# Training LLaMa 7B with LLoRa DPO
1. Install dependencies
2. Load model
3. Create instruction tuned dataset
4. Create LoRa adapter
5. Save adapter
6. Run prompt

In [1]:
!pip install -q transformers accelerate datasets bitsandbytes peft trl

In [2]:
from transformers import AutoModelForCausalLM, AutoTokenizer, BitsAndBytesConfig, AutoTokenizer
import torch
bnb_config = BitsAndBytesConfig(
    load_in_4bit=True,
    bnb_4bit_quant_type="nf4",
    bnb_4bit_compute_dtype=torch.bfloat16,
)
base_model = AutoModelForCausalLM.from_pretrained(
    "meta-llama/Llama-2-7b-hf",
    quantization_config=bnb_config, #to save memory
    device_map="auto",
)



Loading checkpoint shards:   0%|          | 0/2 [00:00<?, ?it/s]

In [3]:
tokenizer = AutoTokenizer.from_pretrained("meta-llama/Llama-2-7b-hf", use_fast=True)
tokenizer.pad_token = tokenizer.eos_token

In [4]:
from datasets import load_dataset
train_ds, test_ds = load_dataset('imdb', split=['train[1%:2%]+train[-2%:-1%]', 'test[:2%]+test[-2%:]'])

sentiment_prompt = """Below is an instruction that describes a task, paired with an input that provides further context. Write a response that appropriately completes the request.
### Instruction:
Classify the following sentiment into a number (0 for negative, 1 for positive).

### Input:
{}

### Response:"""

EOS_TOKEN = tokenizer.eos_token

def formatting_prompts_func(examples):
    inputs = examples["text"]
    outputs = examples["label"]
    texts = []
    chosen = []
    rejected = []
    other_answer = 0
    for i, (input, output) in enumerate(zip(inputs, outputs)):
        text = sentiment_prompt.format(input)
        texts.append(text)
        chosen.append(str(output))
        if i % 2 == 0:
            rejected_bad_format = "{}\n###Instructions".format(output)
            rejected.append(rejected_bad_format)
        else:
            other_answer ^= 1
            rejected_wrong_answer = "{}".format(other_answer)
            rejected.append(rejected_wrong_answer)

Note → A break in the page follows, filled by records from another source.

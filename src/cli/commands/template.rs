//! Check-template command implementation
//!
//! Compiles a balloon template offline and prints the SQL of each statement,
//! so template authors can see problems before running an export.

use crate::balloon::{compile_file, BalloonStatement, CompiledTemplate};
use crate::domain::CityKmlError;
use clap::Args;

/// Arguments for the check-template command
#[derive(Args, Debug)]
pub struct CheckTemplateArgs {
    /// Balloon template file
    pub file: String,
}

/// Outcome of checking one statement
#[derive(Debug, PartialEq)]
pub enum StatementCheck {
    Sql(String),
    /// SQL depends on the rendered object
    Deferred,
    Unsupported(String),
}

impl CheckTemplateArgs {
    /// Execute the check-template command
    pub async fn execute(&self) -> anyhow::Result<i32> {
        tracing::info!(file = %self.file, "Checking balloon template");

        let template = match compile_file(&self.file) {
            Ok(template) => template,
            Err(CityKmlError::Template(e)) => {
                println!("❌ Template does not compile: {e}");
                return Ok(2);
            }
            Err(e) => {
                println!("❌ Failed to read template: {e}");
                return Ok(2);
            }
        };

        let checks = check_statements(&template);
        println!(
            "Template {}: {} statement(s), {} text chunk(s)",
            self.file,
            checks.len(),
            template.chunks().len()
        );

        let mut unsupported = 0;
        for (index, (statement, check)) in template.statements().iter().zip(&checks).enumerate() {
            println!("  [{index}] {}", statement.raw_text().trim());
            match check {
                StatementCheck::Sql(sql) => println!("      ✅ {sql}"),
                StatementCheck::Deferred => println!("      ⏳ nested, SQL built per object"),
                StatementCheck::Unsupported(message) => {
                    unsupported += 1;
                    println!("      ⚠️  {message}");
                }
            }
        }

        Ok(if unsupported == 0 { 0 } else { 1 })
    }
}

/// Compiles the SQL of every statement that does not depend on the object
pub fn check_statements(template: &CompiledTemplate) -> Vec<StatementCheck> {
    template.statements().iter().map(check_statement).collect()
}

fn check_statement(statement: &BalloonStatement) -> StatementCheck {
    if statement.is_nested() {
        return StatementCheck::Deferred;
    }
    match statement.compiled_query() {
        Ok(query) => StatementCheck::Sql(query.sql),
        Err(e) => StatementCheck::Unsupported(e.to_string()),
    }
}

#[cfg(test)]
mod tests {
    use super::*;
    use crate::balloon::compile;
    use std::io::Write;

    #[test]
    fn test_check_statements_classifies_each_statement() {
        let template = compile(
            "<3DCityDB>BUILDING/MEASURED_HEIGHT</3DCityDB>\
             <3DCityDB>NO_SUCH_TABLE/NAME</3DCityDB>\
             <3DCityDB>BUILDING/<3DCityDB>CITYOBJECT/NAME</3DCityDB></3DCityDB>",
        )
        .unwrap();

        let checks = check_statements(&template);
        assert!(matches!(&checks[0], StatementCheck::Sql(sql) if sql.contains("measured_height")));
        assert!(matches!(&checks[1], StatementCheck::Unsupported(_)));
        assert_eq!(checks[2], StatementCheck::Deferred);
    }

    #[tokio::test]
    async fn test_execute_reports_syntax_error() {
        let mut file = tempfile::NamedTempFile::new().unwrap();
        write!(file, "<3DCityDB>BUILDING/NAME").unwrap();

        let args = CheckTemplateArgs {
            file: file.path().to_string_lossy().to_string(),
        };
        assert_eq!(args.execute().await.unwrap(), 2);
    }

    #[tokio::test]
    async fn test_execute_valid_template() {
        let mut file = tempfile::NamedTempFile::new().unwrap();
        write!(file, "<p><3DCityDB>CITYOBJECT/GMLID</3DCityDB></p>").unwrap();

        let args = CheckTemplateArgs {
            file: file.path().to_string_lossy().to_string(),
        };
        assert_eq!(args.execute().await.unwrap(), 0);
    }
}
//! External system integrations for CityKML.
//!
//! - [`database`] - Connection traits the export core depends on
//! - [`postgresql`] - PostgreSQL/PostGIS implementation of those traits
//! - [`output`] - Writer pool serializing finished bundles to disk
//!
//! # Design Pattern
//!
//! Adapters isolate external dependencies behind traits so the export core
//! can be driven by in-memory stubs in tests.

pub mod database;
pub mod output;
pub mod postgresql;
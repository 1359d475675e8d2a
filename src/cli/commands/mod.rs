//! CLI command implementations
//!
//! This module contains all CLI command implementations.

pub mod export;
pub mod init;
pub mod template;
pub mod validate;
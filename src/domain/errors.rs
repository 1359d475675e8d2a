//! Domain error types
//!
//! This module defines the error hierarchy for CityKML. Errors are split by the
//! blast radius they have on an export: template errors are local to one
//! template or statement, database errors are local to one object unless the
//! connection itself is gone.

use thiserror::Error;

/// Main CityKML error type
///
/// This is the primary error type used throughout the application.
#[derive(Debug, Error)]
pub enum CityKmlError {
    /// Configuration-related errors
    #[error("Configuration error: {0}")]
    Configuration(String),

    /// Balloon template errors
    #[error("Template error: {0}")]
    Template(#[from] TemplateError),

    /// Database errors
    #[error("Database error: {0}")]
    Database(#[from] DatabaseError),

    /// Export process errors
    #[error("Export error: {0}")]
    Export(String),

    /// Validation errors
    #[error("Validation error: {0}")]
    Validation(String),

    /// Serialization/deserialization errors
    #[error("Serialization error: {0}")]
    Serialization(String),

    /// I/O errors
    #[error("I/O error: {0}")]
    Io(String),

    /// Generic errors with context
    #[error("{0}")]
    Other(String),
}

impl CityKmlError {
    /// Whether this error means the underlying database connection is unusable
    pub fn is_connection_lost(&self) -> bool {
        matches!(self, CityKmlError::Database(DatabaseError::Connection(_)))
    }
}

/// Balloon template errors
#[derive(Debug, Clone, PartialEq, Eq, Error)]
pub enum TemplateError {
    /// Unbalanced start/end markers or a foreach block without its end marker
    #[error("Template syntax error at offset {offset}: {message}")]
    Syntax { offset: usize, message: String },

    /// Unknown table or column in a statement shorthand
    #[error("Unsupported reference '{reference}': {message}")]
    UnsupportedReference { reference: String, message: String },
}

impl TemplateError {
    /// Creates a syntax error at the given byte offset
    pub fn syntax(offset: usize, message: impl Into<String>) -> Self {
        TemplateError::Syntax {
            offset,
            message: message.into(),
        }
    }

    /// Creates an unsupported reference error
    pub fn unsupported(reference: impl Into<String>, message: impl Into<String>) -> Self {
        TemplateError::UnsupportedReference {
            reference: reference.into(),
            message: message.into(),
        }
    }
}

/// Database errors
///
/// These errors don't expose third-party driver types.
#[derive(Debug, Clone, Error)]
pub enum DatabaseError {
    /// The connection is closed or could not be obtained
    #[error("Connection error: {0}")]
    Connection(String),

    /// A statement failed to execute
    #[error("Query failed: {0}")]
    Query(String),

    /// A value could not be decoded
    #[error("Failed to decode value: {0}")]
    Decode(String),
}

// Conversion from std::io::Error
impl From<std::io::Error> for CityKmlError {
    fn from(err: std::io::Error) -> Self {
        CityKmlError::Io(err.to_string())
    }
}

// Conversion from serde_json::Error
impl From<serde_json::Error> for CityKmlError {
    fn from(err: serde_json::Error) -> Self {
        CityKmlError::Serialization(err.to_string())
    }
}

// Conversion from toml parse errors
impl From<toml::de::Error> for CityKmlError {
    fn from(err: toml::de::Error) -> Self {
        CityKmlError::Configuration(format!("TOML parse error: {err}"))
    }
}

    return {"prompt": texts, "chosen": chosen, "rejected": rejected}
pass

from datasets import load_dataset
original_columns = train_ds.column_names
train_ds = train_ds.shuffle(seed=42).map(formatting_prompts_func, batched=True, remove_columns=original_columns)
test_ds = test_ds.shuffle(seed=42).map(formatting_prompts_func, batched=True, remove_columns=original_columns)

In [5]:
print(train_ds)
print(test_ds)
print(train_ds["prompt"][1])
print("Chosen:","\n",train_ds["chosen"][1],"\n")
print("Rejected:","\n",train_ds["rejected"][1],"\n")


Dataset({
    features: ['prompt', 'chosen', 'rejected'],
    num_rows: 500
})
Dataset({
    features: ['prompt', 'chosen', 'rejected'],
    num_rows: 1000
})
Below is an instruction that describes a task, paired with an input that provides further context. Write a response that appropriately completes the request.
### Instruction:
Classify the following sentiment into a number (0 for negative, 1 for positive).

### Input:
I love Jamie Foxx.<br /><br />And I enjoy 99% of all movies I see.<br /><br />And I walked out of this one.<br /><br />Now, I admit, it may have had something to do with the two middle-aged white women in the back of theatre who laughed at every little thing ("Oh no, Jamie's knocking on a door! HEE HEE HEE!"), but... this was just so incredibly annoying. There could be no sustained camera shot, and no camera shot from a conventional angle... everything had to be in-your-face, loud, and annoying.<br /><br />The bad guy tried to be smooth and Malkovich-like, but at thi

In [6]:
from transformers import AutoModelForCausalLM, AutoTokenizer, BitsAndBytesConfig, AutoTokenizer,TrainingArguments
import torch
from peft import LoraConfig,PeftModel
from trl import DPOTrainer, DPOConfig
# LoRA configuration
peft_config = LoraConfig(
    r=64,
    lora_alpha=16,
    lora_dropout=0.1,
    target_modules=[
        "q_proj",
        "v_proj",
        "k_proj",
        "out_proj",
        "fc_in",
        "fc_out",
        "wte",
    ],
    bias="none",
    task_type="CAUSAL_LM",
)

# Training arguments
training_args = DPOConfig(
    output_dir="./results",
    beta = 0.1,
    max_length=512,
    max_prompt_length=256,
    per_device_train_batch_size=2,
    gradient_accumulation_steps=4,
    per_device_eval_batch_size=32,
    num_train_epochs=2,
    evaluation_strategy="epoch",
    learning_rate=1e-4,
    optim = "adamw_8bit",
    fp16 = not torch.cuda.is_bf16_supported(),
    bf16 = torch.cuda.is_bf16_supported(),
    logging_steps = 10,
    remove_unused_columns=False
    )
# Initialize the DPOTrainer
dop_trainer = DPOTrainer(
    model=base_model,
    ref_model=None,
    tokenizer=tokenizer,
    train_dataset=train_ds,
    eval_dataset=test_ds,
    args=training_args,
    peft_config=peft_config,
)



Map:   0%|          | 0/500 [00:00<?, ? examples/s]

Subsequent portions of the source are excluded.